● WHAT THE TASK REQUIRES
In the records that follow, find the line with "use std::iter;"; from there, retype every line exactly through the line with "for len in [6, 8]", which also belongs to the answer.

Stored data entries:
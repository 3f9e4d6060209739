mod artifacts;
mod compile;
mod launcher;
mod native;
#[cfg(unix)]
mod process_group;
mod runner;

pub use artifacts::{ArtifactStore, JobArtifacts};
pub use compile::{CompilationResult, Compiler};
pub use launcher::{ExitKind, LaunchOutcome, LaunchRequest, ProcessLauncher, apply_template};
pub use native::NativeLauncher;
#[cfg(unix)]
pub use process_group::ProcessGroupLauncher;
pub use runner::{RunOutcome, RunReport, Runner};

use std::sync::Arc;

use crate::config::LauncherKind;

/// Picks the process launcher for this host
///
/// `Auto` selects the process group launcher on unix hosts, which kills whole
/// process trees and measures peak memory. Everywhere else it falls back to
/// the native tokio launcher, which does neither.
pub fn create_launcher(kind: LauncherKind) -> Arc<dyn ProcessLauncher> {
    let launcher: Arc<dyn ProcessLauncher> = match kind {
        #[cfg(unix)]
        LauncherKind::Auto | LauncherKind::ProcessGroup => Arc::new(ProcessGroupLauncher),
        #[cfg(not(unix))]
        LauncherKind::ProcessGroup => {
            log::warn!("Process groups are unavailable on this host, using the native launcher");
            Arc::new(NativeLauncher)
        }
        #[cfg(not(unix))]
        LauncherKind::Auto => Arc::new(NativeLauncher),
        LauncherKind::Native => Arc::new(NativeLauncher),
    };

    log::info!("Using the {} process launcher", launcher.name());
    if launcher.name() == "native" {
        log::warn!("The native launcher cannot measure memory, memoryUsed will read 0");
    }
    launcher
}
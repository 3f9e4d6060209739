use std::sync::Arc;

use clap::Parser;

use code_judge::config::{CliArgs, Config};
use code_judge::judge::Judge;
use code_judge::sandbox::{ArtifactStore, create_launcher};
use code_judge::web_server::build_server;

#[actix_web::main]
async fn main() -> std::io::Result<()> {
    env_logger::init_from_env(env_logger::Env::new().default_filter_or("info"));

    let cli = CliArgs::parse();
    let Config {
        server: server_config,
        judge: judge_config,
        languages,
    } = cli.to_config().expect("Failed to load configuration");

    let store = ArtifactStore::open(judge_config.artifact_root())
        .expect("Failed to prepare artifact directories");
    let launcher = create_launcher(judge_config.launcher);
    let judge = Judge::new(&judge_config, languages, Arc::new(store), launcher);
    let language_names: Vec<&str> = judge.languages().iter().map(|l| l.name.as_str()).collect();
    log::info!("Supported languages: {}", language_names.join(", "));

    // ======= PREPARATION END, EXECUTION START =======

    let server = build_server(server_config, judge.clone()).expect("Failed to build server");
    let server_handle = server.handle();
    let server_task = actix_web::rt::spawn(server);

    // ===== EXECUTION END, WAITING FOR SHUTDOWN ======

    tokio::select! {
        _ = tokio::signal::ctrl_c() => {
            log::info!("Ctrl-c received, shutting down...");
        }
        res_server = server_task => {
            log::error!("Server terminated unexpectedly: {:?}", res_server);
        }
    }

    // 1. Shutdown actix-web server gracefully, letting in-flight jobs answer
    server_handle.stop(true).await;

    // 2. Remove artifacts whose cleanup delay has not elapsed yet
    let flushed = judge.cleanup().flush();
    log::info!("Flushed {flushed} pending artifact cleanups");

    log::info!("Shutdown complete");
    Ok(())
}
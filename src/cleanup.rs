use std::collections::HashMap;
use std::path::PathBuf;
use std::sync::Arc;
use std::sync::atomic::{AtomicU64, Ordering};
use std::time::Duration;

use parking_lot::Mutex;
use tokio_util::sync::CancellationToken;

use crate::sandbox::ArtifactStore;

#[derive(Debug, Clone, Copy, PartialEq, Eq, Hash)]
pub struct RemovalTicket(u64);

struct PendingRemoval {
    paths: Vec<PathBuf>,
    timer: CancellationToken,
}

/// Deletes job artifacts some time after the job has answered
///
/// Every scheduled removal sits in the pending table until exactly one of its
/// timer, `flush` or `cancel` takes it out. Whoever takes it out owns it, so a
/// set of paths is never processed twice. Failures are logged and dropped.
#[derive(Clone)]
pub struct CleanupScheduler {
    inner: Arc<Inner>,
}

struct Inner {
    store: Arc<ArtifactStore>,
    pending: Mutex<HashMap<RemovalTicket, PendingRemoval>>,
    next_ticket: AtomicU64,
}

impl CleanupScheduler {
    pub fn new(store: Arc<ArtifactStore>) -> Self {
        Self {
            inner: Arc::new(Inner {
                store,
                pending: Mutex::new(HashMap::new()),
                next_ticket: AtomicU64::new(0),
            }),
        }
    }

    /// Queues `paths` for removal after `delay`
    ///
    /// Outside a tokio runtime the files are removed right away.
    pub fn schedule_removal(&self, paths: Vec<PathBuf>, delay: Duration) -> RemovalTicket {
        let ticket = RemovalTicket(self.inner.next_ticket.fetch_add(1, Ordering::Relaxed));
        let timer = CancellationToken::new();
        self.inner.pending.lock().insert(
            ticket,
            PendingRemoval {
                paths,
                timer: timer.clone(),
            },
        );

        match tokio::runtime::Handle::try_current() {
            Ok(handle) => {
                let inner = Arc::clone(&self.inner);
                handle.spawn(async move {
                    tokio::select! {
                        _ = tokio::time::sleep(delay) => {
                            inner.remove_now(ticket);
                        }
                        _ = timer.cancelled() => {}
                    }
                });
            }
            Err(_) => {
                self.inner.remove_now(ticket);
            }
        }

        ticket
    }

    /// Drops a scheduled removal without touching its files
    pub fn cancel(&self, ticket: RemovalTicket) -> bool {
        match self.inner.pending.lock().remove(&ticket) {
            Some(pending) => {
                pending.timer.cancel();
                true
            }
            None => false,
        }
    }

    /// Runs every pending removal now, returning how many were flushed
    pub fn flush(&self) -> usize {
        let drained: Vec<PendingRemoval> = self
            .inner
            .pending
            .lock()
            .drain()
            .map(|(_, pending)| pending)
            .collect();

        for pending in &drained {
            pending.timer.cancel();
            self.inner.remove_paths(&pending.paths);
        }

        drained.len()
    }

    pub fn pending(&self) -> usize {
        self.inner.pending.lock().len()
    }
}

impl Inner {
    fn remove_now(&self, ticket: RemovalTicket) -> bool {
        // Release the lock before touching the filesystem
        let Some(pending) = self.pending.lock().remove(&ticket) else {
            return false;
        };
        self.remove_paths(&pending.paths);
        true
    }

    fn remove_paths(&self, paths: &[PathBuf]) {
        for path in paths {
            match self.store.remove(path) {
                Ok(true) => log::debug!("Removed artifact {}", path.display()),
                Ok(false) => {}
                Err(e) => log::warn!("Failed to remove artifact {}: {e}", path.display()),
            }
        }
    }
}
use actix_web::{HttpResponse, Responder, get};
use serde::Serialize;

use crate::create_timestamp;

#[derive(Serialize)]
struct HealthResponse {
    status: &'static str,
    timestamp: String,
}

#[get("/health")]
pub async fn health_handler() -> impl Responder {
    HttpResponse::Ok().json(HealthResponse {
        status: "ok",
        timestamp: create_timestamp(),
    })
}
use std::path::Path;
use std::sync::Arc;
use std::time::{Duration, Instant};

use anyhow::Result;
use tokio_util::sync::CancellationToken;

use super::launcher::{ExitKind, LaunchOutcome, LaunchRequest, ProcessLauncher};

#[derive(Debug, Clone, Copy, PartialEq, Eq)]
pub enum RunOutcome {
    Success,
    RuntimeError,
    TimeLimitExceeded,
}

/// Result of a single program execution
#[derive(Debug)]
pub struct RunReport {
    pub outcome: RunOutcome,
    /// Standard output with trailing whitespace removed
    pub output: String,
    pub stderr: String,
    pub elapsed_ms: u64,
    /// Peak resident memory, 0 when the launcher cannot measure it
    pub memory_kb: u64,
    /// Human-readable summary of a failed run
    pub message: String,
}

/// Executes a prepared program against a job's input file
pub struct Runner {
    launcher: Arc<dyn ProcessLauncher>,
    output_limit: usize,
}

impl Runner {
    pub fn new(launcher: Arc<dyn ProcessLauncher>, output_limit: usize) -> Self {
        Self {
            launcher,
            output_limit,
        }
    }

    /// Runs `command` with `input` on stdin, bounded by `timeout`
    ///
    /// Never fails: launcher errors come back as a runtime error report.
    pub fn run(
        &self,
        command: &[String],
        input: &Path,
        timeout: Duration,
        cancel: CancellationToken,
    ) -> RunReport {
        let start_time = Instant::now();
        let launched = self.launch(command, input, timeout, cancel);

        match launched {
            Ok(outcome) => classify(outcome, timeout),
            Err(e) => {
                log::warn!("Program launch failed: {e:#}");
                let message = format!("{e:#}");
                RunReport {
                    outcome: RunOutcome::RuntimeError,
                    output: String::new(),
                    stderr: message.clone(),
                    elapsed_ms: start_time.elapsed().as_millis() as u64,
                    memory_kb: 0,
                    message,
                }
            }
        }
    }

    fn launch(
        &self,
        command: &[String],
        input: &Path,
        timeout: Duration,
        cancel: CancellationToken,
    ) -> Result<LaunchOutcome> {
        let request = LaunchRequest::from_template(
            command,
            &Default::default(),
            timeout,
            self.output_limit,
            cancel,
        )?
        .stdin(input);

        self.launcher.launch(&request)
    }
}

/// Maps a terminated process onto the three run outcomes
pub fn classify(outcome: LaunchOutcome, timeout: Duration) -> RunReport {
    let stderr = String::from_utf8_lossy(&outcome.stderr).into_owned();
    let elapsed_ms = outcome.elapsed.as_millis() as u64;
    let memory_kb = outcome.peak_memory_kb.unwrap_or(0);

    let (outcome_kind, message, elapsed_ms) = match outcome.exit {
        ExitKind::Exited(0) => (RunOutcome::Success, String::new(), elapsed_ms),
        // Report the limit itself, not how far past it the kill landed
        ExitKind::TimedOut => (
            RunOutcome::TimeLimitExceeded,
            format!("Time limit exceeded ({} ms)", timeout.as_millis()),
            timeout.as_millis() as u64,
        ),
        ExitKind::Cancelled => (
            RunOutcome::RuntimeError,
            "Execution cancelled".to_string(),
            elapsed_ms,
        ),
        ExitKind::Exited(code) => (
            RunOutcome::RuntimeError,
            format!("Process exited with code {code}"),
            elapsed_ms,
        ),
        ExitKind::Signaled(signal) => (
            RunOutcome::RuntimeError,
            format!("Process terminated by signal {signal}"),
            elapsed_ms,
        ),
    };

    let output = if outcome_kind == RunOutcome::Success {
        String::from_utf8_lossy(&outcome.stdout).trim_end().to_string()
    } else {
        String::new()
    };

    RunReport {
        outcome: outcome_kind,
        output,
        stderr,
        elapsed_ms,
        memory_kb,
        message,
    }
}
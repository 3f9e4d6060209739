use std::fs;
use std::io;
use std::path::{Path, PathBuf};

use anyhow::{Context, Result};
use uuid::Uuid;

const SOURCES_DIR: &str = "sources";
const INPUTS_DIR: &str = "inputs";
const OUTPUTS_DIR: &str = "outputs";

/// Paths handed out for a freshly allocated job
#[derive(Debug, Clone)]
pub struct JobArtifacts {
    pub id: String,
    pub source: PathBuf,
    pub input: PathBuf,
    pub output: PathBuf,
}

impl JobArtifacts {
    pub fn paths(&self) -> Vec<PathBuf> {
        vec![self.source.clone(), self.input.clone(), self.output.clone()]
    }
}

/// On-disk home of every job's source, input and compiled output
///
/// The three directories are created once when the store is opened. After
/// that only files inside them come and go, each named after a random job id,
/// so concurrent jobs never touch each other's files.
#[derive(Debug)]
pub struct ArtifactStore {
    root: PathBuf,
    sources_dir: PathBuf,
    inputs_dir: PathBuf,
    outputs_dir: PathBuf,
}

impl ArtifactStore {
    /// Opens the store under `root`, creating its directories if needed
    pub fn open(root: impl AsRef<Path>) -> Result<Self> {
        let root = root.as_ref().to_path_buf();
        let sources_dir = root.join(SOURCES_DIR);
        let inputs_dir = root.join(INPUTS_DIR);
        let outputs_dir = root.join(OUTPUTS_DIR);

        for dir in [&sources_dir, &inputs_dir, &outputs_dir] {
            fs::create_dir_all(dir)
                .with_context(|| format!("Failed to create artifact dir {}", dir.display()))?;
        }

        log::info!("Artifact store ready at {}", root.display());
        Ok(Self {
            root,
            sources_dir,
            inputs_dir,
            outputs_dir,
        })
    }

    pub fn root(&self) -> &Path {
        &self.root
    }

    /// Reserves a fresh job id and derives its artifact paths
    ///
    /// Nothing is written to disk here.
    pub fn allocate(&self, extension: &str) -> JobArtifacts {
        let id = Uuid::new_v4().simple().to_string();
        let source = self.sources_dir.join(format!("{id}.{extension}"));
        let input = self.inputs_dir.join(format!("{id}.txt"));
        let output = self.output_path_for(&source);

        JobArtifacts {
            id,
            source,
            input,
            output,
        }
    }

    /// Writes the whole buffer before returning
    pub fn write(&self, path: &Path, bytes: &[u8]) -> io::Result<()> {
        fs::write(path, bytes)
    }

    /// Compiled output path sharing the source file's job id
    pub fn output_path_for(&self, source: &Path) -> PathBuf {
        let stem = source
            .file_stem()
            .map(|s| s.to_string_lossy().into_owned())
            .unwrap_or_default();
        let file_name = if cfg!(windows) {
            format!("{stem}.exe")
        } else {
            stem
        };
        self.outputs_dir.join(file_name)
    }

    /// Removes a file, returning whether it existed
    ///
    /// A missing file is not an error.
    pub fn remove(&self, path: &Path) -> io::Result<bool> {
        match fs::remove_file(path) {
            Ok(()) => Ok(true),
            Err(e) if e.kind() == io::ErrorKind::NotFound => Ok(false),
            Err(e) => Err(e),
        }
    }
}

--

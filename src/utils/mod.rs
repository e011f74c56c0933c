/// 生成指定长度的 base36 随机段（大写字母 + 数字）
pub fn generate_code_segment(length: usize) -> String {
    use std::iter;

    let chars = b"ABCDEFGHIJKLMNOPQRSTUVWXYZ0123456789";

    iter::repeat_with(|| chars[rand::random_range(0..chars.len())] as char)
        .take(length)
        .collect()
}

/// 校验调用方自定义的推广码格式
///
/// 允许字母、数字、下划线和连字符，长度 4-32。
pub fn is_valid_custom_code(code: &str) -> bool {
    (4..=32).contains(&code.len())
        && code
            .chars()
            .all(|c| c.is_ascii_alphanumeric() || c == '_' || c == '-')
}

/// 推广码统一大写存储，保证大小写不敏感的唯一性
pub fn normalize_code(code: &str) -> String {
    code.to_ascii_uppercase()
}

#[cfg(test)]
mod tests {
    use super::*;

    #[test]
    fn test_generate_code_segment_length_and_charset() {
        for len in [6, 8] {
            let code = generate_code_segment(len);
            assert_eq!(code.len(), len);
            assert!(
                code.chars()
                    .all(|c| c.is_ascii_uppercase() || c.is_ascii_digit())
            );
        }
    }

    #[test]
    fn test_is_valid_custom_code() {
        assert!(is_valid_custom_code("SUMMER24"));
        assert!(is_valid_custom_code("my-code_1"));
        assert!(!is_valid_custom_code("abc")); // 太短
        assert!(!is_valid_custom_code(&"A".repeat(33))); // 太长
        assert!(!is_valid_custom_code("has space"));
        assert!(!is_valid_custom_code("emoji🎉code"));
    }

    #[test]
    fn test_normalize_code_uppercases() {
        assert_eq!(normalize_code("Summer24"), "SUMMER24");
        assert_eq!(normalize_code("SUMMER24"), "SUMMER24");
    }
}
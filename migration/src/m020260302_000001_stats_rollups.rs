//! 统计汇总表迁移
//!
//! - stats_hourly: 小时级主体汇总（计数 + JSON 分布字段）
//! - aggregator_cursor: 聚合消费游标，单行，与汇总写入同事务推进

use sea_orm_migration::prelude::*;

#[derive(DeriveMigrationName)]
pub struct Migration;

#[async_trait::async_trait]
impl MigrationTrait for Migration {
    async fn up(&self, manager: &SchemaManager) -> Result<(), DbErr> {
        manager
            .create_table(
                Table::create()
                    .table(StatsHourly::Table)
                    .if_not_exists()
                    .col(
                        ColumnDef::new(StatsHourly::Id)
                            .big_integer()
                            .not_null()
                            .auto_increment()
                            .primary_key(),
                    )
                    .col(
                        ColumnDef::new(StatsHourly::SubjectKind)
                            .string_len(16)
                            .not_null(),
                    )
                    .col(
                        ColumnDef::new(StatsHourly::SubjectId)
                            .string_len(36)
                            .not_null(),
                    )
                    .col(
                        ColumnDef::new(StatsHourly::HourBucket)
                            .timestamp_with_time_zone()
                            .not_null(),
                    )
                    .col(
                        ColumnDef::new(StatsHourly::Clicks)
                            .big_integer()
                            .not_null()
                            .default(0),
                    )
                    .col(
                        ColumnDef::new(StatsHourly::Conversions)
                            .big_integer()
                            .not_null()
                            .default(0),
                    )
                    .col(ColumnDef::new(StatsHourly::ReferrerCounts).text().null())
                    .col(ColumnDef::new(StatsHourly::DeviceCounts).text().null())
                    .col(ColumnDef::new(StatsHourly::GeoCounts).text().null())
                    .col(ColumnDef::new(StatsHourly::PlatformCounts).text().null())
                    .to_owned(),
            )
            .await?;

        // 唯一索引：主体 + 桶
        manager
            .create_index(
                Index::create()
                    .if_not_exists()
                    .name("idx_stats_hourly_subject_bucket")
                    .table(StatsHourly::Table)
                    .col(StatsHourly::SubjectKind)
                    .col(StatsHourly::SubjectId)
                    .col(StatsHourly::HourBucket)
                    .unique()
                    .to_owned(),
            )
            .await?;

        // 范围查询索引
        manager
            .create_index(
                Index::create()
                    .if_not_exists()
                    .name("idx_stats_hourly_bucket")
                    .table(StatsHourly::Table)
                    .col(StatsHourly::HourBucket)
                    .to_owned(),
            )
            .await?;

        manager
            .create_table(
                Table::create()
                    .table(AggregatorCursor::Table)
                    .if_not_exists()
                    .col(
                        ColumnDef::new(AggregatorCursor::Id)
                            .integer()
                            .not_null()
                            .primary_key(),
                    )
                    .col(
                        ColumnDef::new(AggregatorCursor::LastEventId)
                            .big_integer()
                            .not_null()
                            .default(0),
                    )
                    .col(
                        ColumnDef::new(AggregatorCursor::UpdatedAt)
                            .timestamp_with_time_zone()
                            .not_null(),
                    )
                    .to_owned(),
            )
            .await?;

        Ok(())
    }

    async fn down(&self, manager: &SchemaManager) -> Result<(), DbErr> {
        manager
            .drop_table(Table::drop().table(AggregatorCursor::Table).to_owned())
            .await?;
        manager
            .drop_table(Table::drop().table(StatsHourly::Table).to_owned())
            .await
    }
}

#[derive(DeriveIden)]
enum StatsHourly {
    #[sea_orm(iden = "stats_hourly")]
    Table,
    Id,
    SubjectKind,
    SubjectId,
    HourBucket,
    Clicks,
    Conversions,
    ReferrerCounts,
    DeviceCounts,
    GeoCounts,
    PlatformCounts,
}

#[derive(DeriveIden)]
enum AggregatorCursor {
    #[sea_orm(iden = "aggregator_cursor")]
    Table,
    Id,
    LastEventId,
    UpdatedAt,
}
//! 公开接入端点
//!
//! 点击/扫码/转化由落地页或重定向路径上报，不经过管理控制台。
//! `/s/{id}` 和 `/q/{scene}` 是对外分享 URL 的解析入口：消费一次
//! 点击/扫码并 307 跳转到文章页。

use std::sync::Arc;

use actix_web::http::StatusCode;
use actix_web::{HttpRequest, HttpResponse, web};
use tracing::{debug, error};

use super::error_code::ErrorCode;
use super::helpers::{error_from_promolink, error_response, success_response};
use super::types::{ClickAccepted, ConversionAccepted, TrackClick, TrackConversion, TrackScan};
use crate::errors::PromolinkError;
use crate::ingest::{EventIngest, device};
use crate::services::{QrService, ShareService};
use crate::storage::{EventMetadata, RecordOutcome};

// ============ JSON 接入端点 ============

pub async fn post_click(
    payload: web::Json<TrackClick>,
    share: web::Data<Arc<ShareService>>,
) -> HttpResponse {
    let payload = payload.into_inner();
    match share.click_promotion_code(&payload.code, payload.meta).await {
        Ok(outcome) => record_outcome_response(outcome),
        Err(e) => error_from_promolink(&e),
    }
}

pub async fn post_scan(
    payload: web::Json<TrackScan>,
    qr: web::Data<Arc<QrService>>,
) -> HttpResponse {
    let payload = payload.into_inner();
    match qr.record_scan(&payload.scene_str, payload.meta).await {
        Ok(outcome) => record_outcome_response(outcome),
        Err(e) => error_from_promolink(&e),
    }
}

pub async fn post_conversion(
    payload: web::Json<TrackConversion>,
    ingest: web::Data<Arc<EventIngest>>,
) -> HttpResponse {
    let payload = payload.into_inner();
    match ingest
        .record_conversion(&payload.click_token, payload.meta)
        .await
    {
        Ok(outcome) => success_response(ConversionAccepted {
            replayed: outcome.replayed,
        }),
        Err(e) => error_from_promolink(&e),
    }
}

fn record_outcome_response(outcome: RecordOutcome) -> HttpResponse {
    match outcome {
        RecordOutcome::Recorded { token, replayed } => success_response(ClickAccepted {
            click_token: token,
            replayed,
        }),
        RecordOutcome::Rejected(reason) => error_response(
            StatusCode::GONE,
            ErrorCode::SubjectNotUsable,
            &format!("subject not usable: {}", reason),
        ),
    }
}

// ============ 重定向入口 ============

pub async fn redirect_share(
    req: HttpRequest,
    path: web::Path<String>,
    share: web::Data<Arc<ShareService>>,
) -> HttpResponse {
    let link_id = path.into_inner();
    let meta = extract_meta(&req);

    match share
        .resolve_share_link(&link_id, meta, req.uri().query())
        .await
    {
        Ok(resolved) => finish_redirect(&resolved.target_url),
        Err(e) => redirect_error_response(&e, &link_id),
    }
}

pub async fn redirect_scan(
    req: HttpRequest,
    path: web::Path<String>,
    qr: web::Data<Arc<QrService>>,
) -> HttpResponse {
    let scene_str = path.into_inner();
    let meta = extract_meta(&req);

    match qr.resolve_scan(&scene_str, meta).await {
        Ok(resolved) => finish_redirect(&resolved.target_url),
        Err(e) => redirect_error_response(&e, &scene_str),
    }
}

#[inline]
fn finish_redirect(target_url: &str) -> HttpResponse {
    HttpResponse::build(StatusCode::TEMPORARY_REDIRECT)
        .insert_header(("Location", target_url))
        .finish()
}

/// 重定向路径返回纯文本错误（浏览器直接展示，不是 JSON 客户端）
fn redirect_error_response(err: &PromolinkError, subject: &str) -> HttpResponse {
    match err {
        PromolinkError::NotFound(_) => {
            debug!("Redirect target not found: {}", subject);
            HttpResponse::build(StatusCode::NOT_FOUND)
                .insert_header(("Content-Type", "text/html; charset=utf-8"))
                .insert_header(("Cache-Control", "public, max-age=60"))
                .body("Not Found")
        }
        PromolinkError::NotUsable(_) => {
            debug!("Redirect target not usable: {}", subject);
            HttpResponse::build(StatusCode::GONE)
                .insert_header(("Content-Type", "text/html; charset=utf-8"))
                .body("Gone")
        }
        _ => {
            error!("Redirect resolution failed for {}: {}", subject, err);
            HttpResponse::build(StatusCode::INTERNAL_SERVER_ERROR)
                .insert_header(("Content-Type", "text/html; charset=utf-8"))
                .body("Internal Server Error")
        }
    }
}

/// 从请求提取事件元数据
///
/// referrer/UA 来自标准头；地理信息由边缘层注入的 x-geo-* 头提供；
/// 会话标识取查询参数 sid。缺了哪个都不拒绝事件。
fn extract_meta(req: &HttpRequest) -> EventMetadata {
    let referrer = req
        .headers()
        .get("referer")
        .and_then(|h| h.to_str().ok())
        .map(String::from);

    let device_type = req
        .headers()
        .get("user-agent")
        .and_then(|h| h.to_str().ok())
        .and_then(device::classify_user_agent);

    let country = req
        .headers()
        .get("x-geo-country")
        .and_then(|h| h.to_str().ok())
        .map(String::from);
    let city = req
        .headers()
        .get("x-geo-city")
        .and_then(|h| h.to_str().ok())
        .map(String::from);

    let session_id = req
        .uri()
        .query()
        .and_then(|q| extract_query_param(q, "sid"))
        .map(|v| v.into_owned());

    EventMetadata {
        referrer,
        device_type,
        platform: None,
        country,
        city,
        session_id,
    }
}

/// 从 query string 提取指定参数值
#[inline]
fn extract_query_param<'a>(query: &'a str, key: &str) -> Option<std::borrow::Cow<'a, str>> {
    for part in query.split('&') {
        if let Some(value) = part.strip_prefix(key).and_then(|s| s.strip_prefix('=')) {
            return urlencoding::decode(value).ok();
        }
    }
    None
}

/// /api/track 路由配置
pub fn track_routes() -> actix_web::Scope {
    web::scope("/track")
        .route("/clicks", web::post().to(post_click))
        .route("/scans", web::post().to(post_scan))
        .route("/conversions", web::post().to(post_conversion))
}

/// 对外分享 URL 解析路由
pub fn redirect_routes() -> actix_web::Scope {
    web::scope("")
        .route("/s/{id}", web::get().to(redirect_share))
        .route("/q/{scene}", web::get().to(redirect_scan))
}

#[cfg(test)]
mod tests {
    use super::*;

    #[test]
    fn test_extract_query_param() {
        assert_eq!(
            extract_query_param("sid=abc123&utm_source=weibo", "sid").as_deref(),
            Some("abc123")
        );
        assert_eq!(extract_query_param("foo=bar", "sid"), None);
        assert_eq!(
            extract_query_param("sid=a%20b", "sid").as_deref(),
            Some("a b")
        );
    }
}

● ANSWER TO THE EXERCISE
    use std::iter;

    let chars = b"ABCDEFGHIJKLMNOPQRSTUVWXYZ0123456789";

    iter::repeat_with(|| chars[rand::random_range(0..chars.len())] as char)
        .take(length)
        .collect()
}

/// 校验调用方自定义的推广码格式
///
/// 允许字母、数字、下划线和连字符，长度 4-32。
pub fn is_valid_custom_code(code: &str) -> bool {
    (4..=32).contains(&code.len())
        && code
            .chars()
            .all(|c| c.is_ascii_alphanumeric() || c == '_' || c == '-')
}

/// 推广码统一大写存储，保证大小写不敏感的唯一性
pub fn normalize_code(code: &str) -> String {
    code.to_ascii_uppercase()
}

#[cfg(test)]
mod tests {
    use super::*;

    #[test]
    fn test_generate_code_segment_length_and_charset() {
        for len in [6, 8] {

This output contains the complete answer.